Walking in groups provides a presence on the street that not only makes students and parents more visible to drivers, but also sends the signal to slow down perhaps more effectively than any speed limit sign.
Advocates and city officials celebrated the SF Municipal Transportation Agency's implementation of 181 15 MPH school zones. The project, which had just gotten underway by last year's Walk to School Day, was the first of its scale in the state.
But while the city has set a strong example for others to follow, "We're also looking for ways to tame speeds in San Francisco," said Stampe. The danger of streets with high-speed car traffic is one of the main barriers discouraging parents from letting their kids walk to school, she said. "When kids have to cross a street with fast traffic, or cross where cars don't yield like on Monterey Boulevard, that's a real issue for parents."
According to the Department of Public Health, 42 percent of students citywide live within a mile of their school, but only 25 percent walk, said Stampe. Those numbers do vary -- for Buena Vista Horace Mann, located in the walkable Mission District, 23 percent of the students live within a mile, and 19 percent walk.
In a statement, Mikail Ali, commander of the SF Police Department's Traffic Company, said officers are out enforcing the 15 MPH school zones. "Especially now that school’s back in session, we want to remind everyone to please drive slowly and carefully," he said.
But police staff is limited, and enforcement alone won't be enough to calm car traffic, noted Stampe, who encouraged parents to call on the city to redesign safer streets.
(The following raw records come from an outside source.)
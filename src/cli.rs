//! CLI argument parsing via clap.

use clap::Parser;
use vclaunch::build_info;

/// Launch the voicechat2 voice-assistant stack in a tmux session.
#[derive(Debug, Parser)]
#[command(
    name = "vclaunch",
    version = build_info::cli_version_text(),
    after_help = build_info::HELP_BUILD_METADATA
)]
pub struct Args {
    /// Path to config file (default: ./vclaunch.toml or
    /// ~/.config/vclaunch/vclaunch.toml).
    #[arg(short = 'c', long = "config")]
    pub config: Option<String>,

    /// Disable color output.
    #[arg(long = "no-color")]
    pub no_color: bool,
}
Traffic calming measures like sidewalk bulb-outs, raised crosswalks, chicanes, narrowed roads and greenery are key to getting drivers to slow down.
"That is probably the best thing to do, is to redesign the streets so that cars simply physically cannot go fast around a school, or in a home zone where it's a residential street," said Cheryl Brinkman, a member of the SFMTA Board of Directors, who spoke at this morning's press event.
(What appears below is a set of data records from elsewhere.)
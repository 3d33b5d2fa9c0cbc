//!
//! Driver for the Bosch BME280 temperature, pressure and humidity sensor on I2C
//!
//! Usage: create the driver over a `RegisterBus`, `begin()` it, trigger a conversion with `forced()`,
//! wait for it to finish (`wait_until_idle()` or the caller's own timing) and then `acquire_burst()`.
//! The returned `Measurement` compensates pressure and humidity with the fine temperature of the same
//! sample.
//!

use std::thread;
use std::time::Duration;

use i2cdev::linux::LinuxI2CDevice;
use log::{debug, info, warn};
use sensor_err::{Result, SensorError};

pub mod bus;
pub mod calibration;
pub mod compensation;
pub mod measurement;
pub mod registers;
pub mod settings;

#[cfg(test)]
mod fake;

pub use bus::RegisterBus;
pub use calibration::CalibrationData;
pub use compensation::FineTemperature;
pub use measurement::{altitude, Measurement, RawSample};
pub use settings::{Filter, MeasurementConfig, Oversampling, PowerMode, Standby};


//----------------------------------------------------------------------------------------------------------------------------------
/// What the chip is doing, from the status register
#[derive(Debug, Clone, Copy, PartialEq, Eq)]
pub enum RunState {
    /// `begin()` has not succeeded, the status register was not read
    NotInitialized,
    Idle,
    /// NVM data are being copied to the image registers
    NvmCopying,
    /// A conversion is running
    Measuring,
    MeasuringNvmCopying,
}


//----------------------------------------------------------------------------------------------------------------------------------
impl RunState {

    //------------------------------------------------------------------------------------------------------------------------------
    pub fn from_status(status : u8) -> Self {
        let measuring = (status & registers::STATUS_MEASURING) >> 3;
        let im_update = status & registers::STATUS_IM_UPDATE;
        match (measuring << 1) + im_update {
            0 => Self::Idle,
            1 => Self::NvmCopying,
            2 => Self::Measuring,
            _ => Self::MeasuringNvmCopying,
        }
    }

    //------------------------------------------------------------------------------------------------------------------------------
    /// -1 not initialized, otherwise (measuring << 1) + im_update
    pub fn code(self) -> i8 {
        match self {
            Self::NotInitialized => -1,
            Self::Idle => 0,
            Self::NvmCopying => 1,
            Self::Measuring => 2,
            Self::MeasuringNvmCopying => 3,
        }
    }

    pub fn is_busy(self) -> bool {
        !matches!(self, Self::NotInitialized | Self::Idle)
    }
}


//----------------------------------------------------------------------------------------------------------------------------------
pub struct Bme280<B> {
    bus : B,
    address : u16,
    inited : bool,
    config : MeasurementConfig,
    calib : CalibrationData,
    raw : RawSample,
}


//----------------------------------------------------------------------------------------------------------------------------------
impl Bme280<LinuxI2CDevice> {

    //------------------------------------------------------------------------------------------------------------------------------
    /// Open a Linux I2C device node, e.g. "/dev/i2c-1"
    pub fn new_linux(dev_name : &str, address : u16) -> Result<Self> {
        let dev = LinuxI2CDevice::new(dev_name, address)?;
        let mut this = Self::new(dev);
        this.address = address;
        Ok(this)
    }
}


//----------------------------------------------------------------------------------------------------------------------------------
impl<B : RegisterBus> Bme280<B> {

    //------------------------------------------------------------------------------------------------------------------------------
    /// No bus traffic until `begin()`
    pub fn new(bus : B) -> Self {
        Self {
            bus,
            address : registers::DEFAULT_ADDR,
            inited : false,
            config : MeasurementConfig::default(),
            calib : CalibrationData::default(),
            raw : RawSample::default(),
        }
    }

    //------------------------------------------------------------------------------------------------------------------------------
    /// Find the chip at `address`, then at the default and alternate addresses. Once found read the
    /// calibration, write the filter settings and start a forced conversion with the stored
    /// oversampling.
    ///
    /// If no chip answers nothing is written and the driver stays uninitialized.
    pub fn begin(&mut self, address : u16) -> Result<()> {
        let mut candidates = vec![address];
        for alt in [registers::DEFAULT_ADDR, registers::ALTERNATE_ADDR] {
            if !candidates.contains(&alt) {
                candidates.push(alt);
            }
        }

        let mut found = None;
        for addr in &candidates {
            if self.probe(*addr)? {
                found = Some(*addr);
                break;
            }
        }
        let Some(addr) = found else {
            warn!("No BME280 found at {:x?}", candidates);
            return Err(SensorError::NotFound { addresses : candidates });
        };
        info!("BME280 found at {:#04x}", addr);
        self.address = addr;

        self.calib = CalibrationData::load(&mut self.bus)?;
        self.write_filter()?;
        self.forced()?;
        self.inited = true;
        Ok(())
    }

    //------------------------------------------------------------------------------------------------------------------------------
    // A missing device NAKs on Linux, so a failed read only means "not here"
    fn probe(&mut self, address : u16) -> Result<bool> {
        self.bus.set_address(address)?;
        match self.bus.read_byte(registers::ID) {
            Ok(chip_id) => {
                debug!("Got chip id {:#04x} at {:#04x}", chip_id, address);
                Ok(chip_id == registers::CHIP_ID)
            },
            Err(error) => {
                debug!("No answer at {:#04x}: {}", address, error);
                Ok(false)
            }
        }
    }

    //------------------------------------------------------------------------------------------------------------------------------
    pub fn chip_id(&mut self) -> Result<u8> {
        self.bus.read_byte(registers::ID)
    }

    //------------------------------------------------------------------------------------------------------------------------------
    /// Same as a power-on reset. Calibration is unchanged but the control registers clear, so the
    /// driver needs `begin()` again.
    pub fn soft_reset(&mut self) -> Result<()> {
        debug!("Initiating soft reset");
        self.bus.write_byte(registers::RESET, registers::SOFT_RESET_CMD)?;
        self.inited = false;
        Ok(())
    }

    pub fn is_initialized(&self) -> bool {
        self.inited
    }

    pub fn address(&self) -> u16 {
        self.address
    }

    pub fn calibration(&self) -> &CalibrationData {
        &self.calib
    }

    pub fn config(&self) -> &MeasurementConfig {
        &self.config
    }

    /// Zero until the first acquisition
    pub fn last_sample(&self) -> RawSample {
        self.raw
    }

    pub fn release(self) -> B {
        self.bus
    }

    //------------------------------------------------------------------------------------------------------------------------------
    pub fn run_state(&mut self) -> Result<RunState> {
        if !self.inited {
            return Ok(RunState::NotInitialized);
        }
        let status = self.bus.read_byte(registers::STATUS)?;
        Ok(RunState::from_status(status))
    }

    //------------------------------------------------------------------------------------------------------------------------------
    /// Poll the status register once a millisecond until neither a conversion nor an NVM copy is
    /// running.
    pub fn wait_until_idle(&mut self, attempts : u32) -> Result<()> {
        for _ in 0..attempts {
            if !self.run_state()?.is_busy() {
                return Ok(());
            }
            thread::sleep(Duration::from_millis(1));
        }
        Err(SensorError::Timeout)
    }

    //------------------------------------------------------------------------------------------------------------------------------
    /// Stored only, sent on the next mode write
    pub fn set_oversampling(&mut self, temp : Oversampling, pres : Oversampling, humd : Oversampling) {
        self.config.temp_oversampling = temp;
        self.config.pres_oversampling = pres;
        self.config.humd_oversampling = humd;
    }

    //------------------------------------------------------------------------------------------------------------------------------
    /// Stored only, sent by `write_filter()`
    pub fn set_filter(&mut self, standby : Standby, filter : Filter) {
        self.config.standby = standby;
        self.config.filter = filter;
    }

    //------------------------------------------------------------------------------------------------------------------------------
    pub fn write_filter(&mut self) -> Result<()> {
        let config = self.config.config();
        debug!("Setting config {:#x} to {:#010b}", registers::CONFIG, config);
        self.bus.write_byte(registers::CONFIG, config)
    }

    //------------------------------------------------------------------------------------------------------------------------------
    /// Write the oversampling settings together with `mode`.
    ///
    /// ctrl_hum only takes effect on the following ctrl_meas write, so it goes first.
    pub fn commit(&mut self, mode : PowerMode) -> Result<()> {
        let ctrl_hum = self.config.ctrl_hum();
        let ctrl_meas = self.config.ctrl_meas(mode);
        debug!("Setting ctrl_hum {:#x} to {:#010b}", registers::CTRL_HUM, ctrl_hum);
        self.bus.write_byte(registers::CTRL_HUM, ctrl_hum)?;
        debug!("Setting ctrl_meas {:#x} to {:#010b}", registers::CTRL_MEAS, ctrl_meas);
        self.bus.write_byte(registers::CTRL_MEAS, ctrl_meas)
    }

    pub fn sleep(&mut self) -> Result<()> {
        self.commit(PowerMode::Sleep)
    }

    /// One conversion, after which the chip goes back to sleep by itself
    pub fn forced(&mut self) -> Result<()> {
        self.commit(PowerMode::Forced)
    }

    /// Convert continuously, `standby` apart, until `sleep()`
    pub fn normal(&mut self) -> Result<()> {
        self.commit(PowerMode::Normal)
    }

    //------------------------------------------------------------------------------------------------------------------------------
    /// Read pressure, temperature and humidity in one 8 byte transaction.
    ///
    /// The status register is not checked: in forced mode the caller has to wait for the conversion
    /// to finish first, otherwise the previous sample is returned.
    pub fn acquire_burst(&mut self) -> Result<Measurement> {
        let mut data = [0u8; registers::DATA_LEN];
        self.bus.read_bytes(registers::PRESS_MSB, &mut data)?;
        Ok(self.store(RawSample::from_burst(&data)))
    }

    //------------------------------------------------------------------------------------------------------------------------------
    /// As `acquire_burst()` but one transaction per quantity
    pub fn acquire_single(&mut self) -> Result<Measurement> {
        let mut press = [0u8; 3];
        self.bus.read_bytes(registers::PRESS_MSB, &mut press)?;
        let mut temp = [0u8; 3];
        self.bus.read_bytes(registers::TEMP_MSB, &mut temp)?;
        let mut humd = [0u8; 2];
        self.bus.read_bytes(registers::HUM_MSB, &mut humd)?;

        Ok(self.store(RawSample {
            pressure : measurement::adc_20bit(&press),
            temperature : measurement::adc_20bit(&temp),
            humidity : measurement::adc_16bit(&humd),
        }))
    }

    fn store(&mut self, raw : RawSample) -> Measurement {
        debug!("Raw sample {:?}", raw);
        self.raw = raw;
        Measurement::new(raw, self.calib)
    }
}
use tokio::runtime::Runtime;
use tokio::time::sleep;
use std::time::Duration;
use i2cdev::linux::LinuxI2CDevice;

use bme280::{Bme280, Filter, MeasurementConfig, Oversampling, Standby};
use config::Config;
use sensor_err::Result;

const NAME : &str = "indoor";
const DEFAULT_SEA_LEVEL_HPA : f64 = 1013.25;
const IDLE_ATTEMPTS : u32 = 100;

//----------------------------------------------------------------------------------------------------------------------------------
fn oversampling(config : &Config, key : &str, default : Oversampling) -> Result<Oversampling> {
    match config.get_oversampling(NAME, key) {
        Some(factor) => Oversampling::from_factor(factor),
        None => Ok(default)
    }
}


//----------------------------------------------------------------------------------------------------------------------------------
fn measurement_config(config : &Config) -> Result<MeasurementConfig> {
    let default = MeasurementConfig::default();

    let filter = match config.get_filter(NAME) {
        Some(coefficient) => Filter::from_coefficient(coefficient)?,
        None => default.filter
    };
    let standby = match config.get_standby_ms(NAME) {
        Some(ms) => Standby::from_millis(ms)?,
        None => default.standby
    };

    Ok(MeasurementConfig {
        temp_oversampling : oversampling(config, "temp_oversampling", default.temp_oversampling)?,
        pres_oversampling : oversampling(config, "pres_oversampling", default.pres_oversampling)?,
        humd_oversampling : oversampling(config, "humd_oversampling", default.humd_oversampling)?,
        standby,
        filter,
    })
}


//----------------------------------------------------------------------------------------------------------------------------------
fn create_sensor(config : &Config) -> Result<Bme280<LinuxI2CDevice>> {

    let dev_name = config.get_dev_name(NAME).unwrap_or("/dev/i2c-1");
    let address = config.get_address(NAME).unwrap_or(bme280::registers::DEFAULT_ADDR);
    println!("Reading from {} for {} sensor", dev_name, NAME);

    let settings = measurement_config(config)?;

    let mut sensor = Bme280::new_linux(dev_name, address)?;
    sensor.set_oversampling(settings.temp_oversampling, settings.pres_oversampling, settings.humd_oversampling);
    sensor.set_filter(settings.standby, settings.filter);
    sensor.begin(address)?;

    println!("Found BME280 at {:#04x}", sensor.address());
    Ok(sensor)
}


//----------------------------------------------------------------------------------------------------------------------------------
fn take_reading(sensor : &mut Bme280<LinuxI2CDevice>, rt : &Runtime, sea_level_hpa : f64) -> Result<()> {
    sensor.forced()?;

    let conversion_us = sensor.config().measurement_time_max_us();
    rt.block_on(sleep(Duration::from_micros(conversion_us.into())));
    sensor.wait_until_idle(IDLE_ATTEMPTS)?;

    let measurement = sensor.acquire_burst()?;
    println!("{} {:.1}m", measurement, measurement.altitude(sea_level_hpa));
    Ok(())
}


//----------------------------------------------------------------------------------------------------------------------------------
fn main() {

    let config = match Config::new() {
        Ok(config) => config,
        Err(error) => panic!("Failed to read config file {}", error)
    };

    let mut sensor = match create_sensor(&config) {
        Ok(sensor) => sensor,
        Err(error) => panic!("Failed to start sensor {}", error)
    };

    let period_in_mins = config.get_sample_period().unwrap_or(1);
    let sea_level_hpa = config.get_sea_level_hpa(NAME).unwrap_or(DEFAULT_SEA_LEVEL_HPA);

    let rt = match Runtime::new() {
        Ok(rt) => rt,
        Err(error) => panic!("Failed to start runtime {}", error)
    };

    loop {
        if let Err(error) = take_reading(&mut sensor, &rt, sea_level_hpa) {
            println!("Reading failed {}", error);
        }
        rt.block_on(sleep(Duration::from_secs(u64::from(period_in_mins) * 60)));
    }
}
When the SFMTA determined which schools were eligible for 15 MPH zones, not all made the cut -- under a 2008 state law, the agency said, 15 MPH speed limits cannot be imposed on streets with more than two lanes. That means some of the widest, most dangerous streets would have to be physically redesigned before speed limits can be lowered.
"A lot of the streets around Bessie Carmichael [Elementary in SoMa] for example, and Broadway in Chinatown, they're right next to schools, and the traffic is really fast, and really scary for parents and kids alike," said Stampe. "That's something the city really needs to tackle."
The SFMTA and other agencies to do continually make pedestrian safety upgrades, develop streetscape redesigns, and implement neighborhood-wide safety projects through the SFMTA's overwhelmed traffic calming program. The agency's Minna-Natoma Home Zone Pilot Project, aimed at measuring the impacts of concentrating traffic calming measures in an area around Marshall Elementary in the Mission, was approved in 2011, but has been only partially implemented.
Street improvement projects typically take years to plan, fund, and construct under the current system, however, and increasing enforcement will be crucial to improving safety in the meantime, said Brinkman, who is a proponent of automated speed cameras. Redesigning streets is "expensive -- we spent 60 or 70 years making our streets the way they are, and now we have to spend all the money to make them safe again," she said. "Enforcement has to be a big part of the solution. We just have to remind drivers: These are streets where there are people, there are children, there are cyclists, and they just need to kind of snap back to attention and realize that."
"We don't just want [kids] and their parents to feel comfortable walking to school," added Brinkman. "We want them to be able to walk to their friend's house, the playground, and to the grocery store with their parents."